_To do_. Report each line of the entries that includes "SourceConnector" by copying it.

⟨

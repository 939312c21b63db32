//! Source connector trait
//!
//! A source connector is a pull-based capability set:
//!
//! ```text
//!   Created ──connect()──▶ Connected ──produce_next()──▶ Streaming
//!      │                      │                             │
//!      └──────── close() ─────┴──────────── close() ────────┴──▶ Closed
//! ```
//!
//! The caller drives [`SourceConnector::produce_next`], so it decides when
//! to look at the cancellation signal. At most one record is ever in
//! flight without having been checked against it.
//!
//! A source whose `produce_next()` can wait indefinitely (an idle remote
//! topic) hands out an [`InFlightCancel`] before the call starts. The run
//! loop fires it when cancellation arrives mid-call; the pending call then
//! ends with either its record or `ConnectorError::Cancelled`.

use crate::error::{ConnectorError, ConnectorResult};
use crate::record::{Cursor, Record};
use async_trait::async_trait;
use std::fmt;
use std::sync::Arc;

/// Wakes a `produce_next()` call that is waiting for data
#[async_trait]
pub trait InFlightCancel: Send + Sync {
    /// Release what the pending call is waiting on. Must be idempotent and
    /// must not wait for the pending call.
    async fn cancel_in_flight(&self);
}

/// Outcome of a successful `produce_next` call
#[derive(Debug, Clone, PartialEq)]
pub enum Produced {
    /// Next record from the source
    Record(Record),
    /// The source is exhausted; no more records will follow
    EndOfStream,
}

impl Produced {
    pub fn is_end_of_stream(&self) -> bool {
        matches!(self, Self::EndOfStream)
    }
}

/// Trait for source connectors
///
/// Implementations must keep their calls cancellation-agnostic: the run
/// loop never aborts a pending `produce_next`, it only stops calling it.
///
/// # Example
///
/// ```rust,ignore
/// use streamgate_connect::prelude::*;
///
/// struct Countdown { left: u32, lifecycle: Lifecycle }
///
/// #[async_trait]
/// impl SourceConnector for Countdown {
///     fn name(&self) -> &str { "countdown" }
///     fn topic(&self) -> &str { "numbers" }
///     fn state(&self) -> ConnectorState { self.lifecycle.state() }
///
///     async fn connect(&mut self) -> ConnectorResult<()> {
///         self.lifecycle.begin_connect()?;
///         self.lifecycle.mark_connected();
///         Ok(())
///     }
///
///     async fn produce_next(&mut self) -> ConnectorResult<Produced> {
///         self.lifecycle.begin_produce()?;
///         if self.left == 0 {
///             return Ok(Produced::EndOfStream);
///         }
///         self.left -= 1;
///         Ok(Produced::Record(Record::new("numbers", self.left.to_string())))
///     }
///
///     async fn close(&mut self) {
///         self.lifecycle.close();
///     }
/// }
/// ```
#[async_trait]
pub trait SourceConnector: Send {
    /// Connector instance name (from configuration)
    fn name(&self) -> &str;

    /// Local topic that produced records are destined for
    fn topic(&self) -> &str;

    /// Current lifecycle state
    fn state(&self) -> ConnectorState;

    /// Resume position of the last produced record, if the source has one
    fn cursor(&self) -> Option<Cursor> {
        None
    }

    /// Hook for waking a blocked `produce_next()` from the cancellation side.
    ///
    /// Sources whose calls always finish promptly keep the default.
    fn in_flight_cancel(&self) -> Option<Arc<dyn InFlightCancel>> {
        None
    }

    /// Establish (and authenticate) the connection.
    ///
    /// Created → Connected. Fails with `Auth` or `Unavailable`, after which
    /// the connector is Closed; calling it twice is a contract violation and
    /// fails with `Fatal`.
    async fn connect(&mut self) -> ConnectorResult<()>;

    /// Wait for the next record.
    ///
    /// Valid in Connected/Streaming. Returns `Transient` for faults worth
    /// retrying; any other error means the caller must stop and close.
    async fn produce_next(&mut self) -> ConnectorResult<Produced>;

    /// Release everything the connector holds.
    ///
    /// Idempotent, never fails, valid from every state.
    async fn close(&mut self);
}

/// Connector lifecycle state
#[derive(Debug, Clone, Copy, PartialEq, Eq)]
pub enum ConnectorState {
    Created,
    Connected,
    Streaming,
    Closed,
}

impl fmt::Display for ConnectorState {
    fn fmt(&self, f: &mut fmt::Formatter<'_>) -> fmt::Result {
        match self {
            Self::Created => write!(f, "created"),
            Self::Connected => write!(f, "connected"),
            Self::Streaming => write!(f, "streaming"),
            Self::Closed => write!(f, "closed"),
        }
    }
}

/// State machine shared by connector implementations.
///
/// Every guard returns `Fatal` naming the current and allowed states, so
/// contract violations surface the same way for every connector kind.
#[derive(Debug, Clone)]
pub struct Lifecycle {
    state: ConnectorState,
}

impl Default for Lifecycle {
    fn default() -> Self {
        Self::new()
    }
}

impl Lifecycle {
    pub fn new() -> Self {
        Self {
            state: ConnectorState::Created,
        }
    }

    pub fn state(&self) -> ConnectorState {
        self.state
    }

    pub fn is_closed(&self) -> bool {
        self.state == ConnectorState::Closed
    }

    /// Guard for `connect()`: only allowed once, from Created
    pub fn begin_connect(&self) -> ConnectorResult<()> {
        self.require("connect()", &[ConnectorState::Created])
    }

    /// Created → Connected, after the connection has been established
    pub fn mark_connected(&mut self) {
        if self.state == ConnectorState::Created {
            self.state = ConnectorState::Connected;
        }
    }

    /// Guard for `produce_next()`: Connected → Streaming on first use
    pub fn begin_produce(&mut self) -> ConnectorResult<()> {
        self.require(
            "produce_next()",
            &[ConnectorState::Connected, ConnectorState::Streaming],
        )?;
        self.state = ConnectorState::Streaming;
        Ok(())
    }

    /// A failed `connect()` is terminal: Created → Closed, so it cannot be retried
    pub fn fail_connect(&mut self) {
        if self.state == ConnectorState::Created {
            self.state = ConnectorState::Closed;
        }
    }

    /// Any state → Closed. Returns `false` if the lifecycle was already closed.
    pub fn close(&mut self) -> bool {
        let was_open = self.state != ConnectorState::Closed;
        self.state = ConnectorState::Closed;
        was_open
    }

    fn require(&self, operation: &str, allowed: &[ConnectorState]) -> ConnectorResult<()> {
        if allowed.contains(&self.state) {
            return Ok(());
        }
        let allowed = allowed
            .iter()
            .map(ToString::to_string)
            .collect::<Vec<_>>()
            .join(", ");
        Err(ConnectorError::fatal(format!(
            "{} is not allowed in state {} (allowed: {})",
            operation, self.state, allowed
        )))
    }
}
#[tokio::test]
async fn test_runner_streams_workspace_topic() -> Result<()> {
    let workspace =
        Arc::new(MemoryWorkspace::new("12345", TOKEN).with_topic("orders", workspace_records(12)));
    let sink = Arc::new(MemorySink::new());
    let runner = SourceRunner::new(
        "orders",
        workspace_source_config(TOKEN),
        &GlobalSettings::default(),
        memory_registry(workspace.clone()),
    )?
    .with_sink(sink.clone());

    let outcome = runner.run(&CancellationSignal::new()).await?;

    assert_eq!(outcome.into_result()?, 12);
    assert_eq!(sink.len(), 12);
    assert_eq!(runner.status(), ConnectorStatus::Stopped);
    assert_eq!(workspace.open_handles(), 0);
    Ok(())
}

#[tokio::test]
async fn test_unreachable_workspace_is_unavailable() -> Result<()> {
    let workspace = Arc::new(MemoryWorkspace::new("12345", TOKEN));
    workspace.set_reachable(false);
    let mut source =
        WorkspaceSource::new("ws", "orders", workspace.clone(), &workspace_config(10))?;

    let err = source.connect().await.expect_err("unreachable");
    assert!(matches!(err, ConnectorError::Unavailable(_)));
    source.close().await;
    assert_eq!(workspace.handles_issued(), 0);
    Ok(())
}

⟩

_Your solution_.
//! The caller drives [`SourceConnector::produce_next`], so it decides when
/// impl SourceConnector for Countdown {
pub trait SourceConnector: Send {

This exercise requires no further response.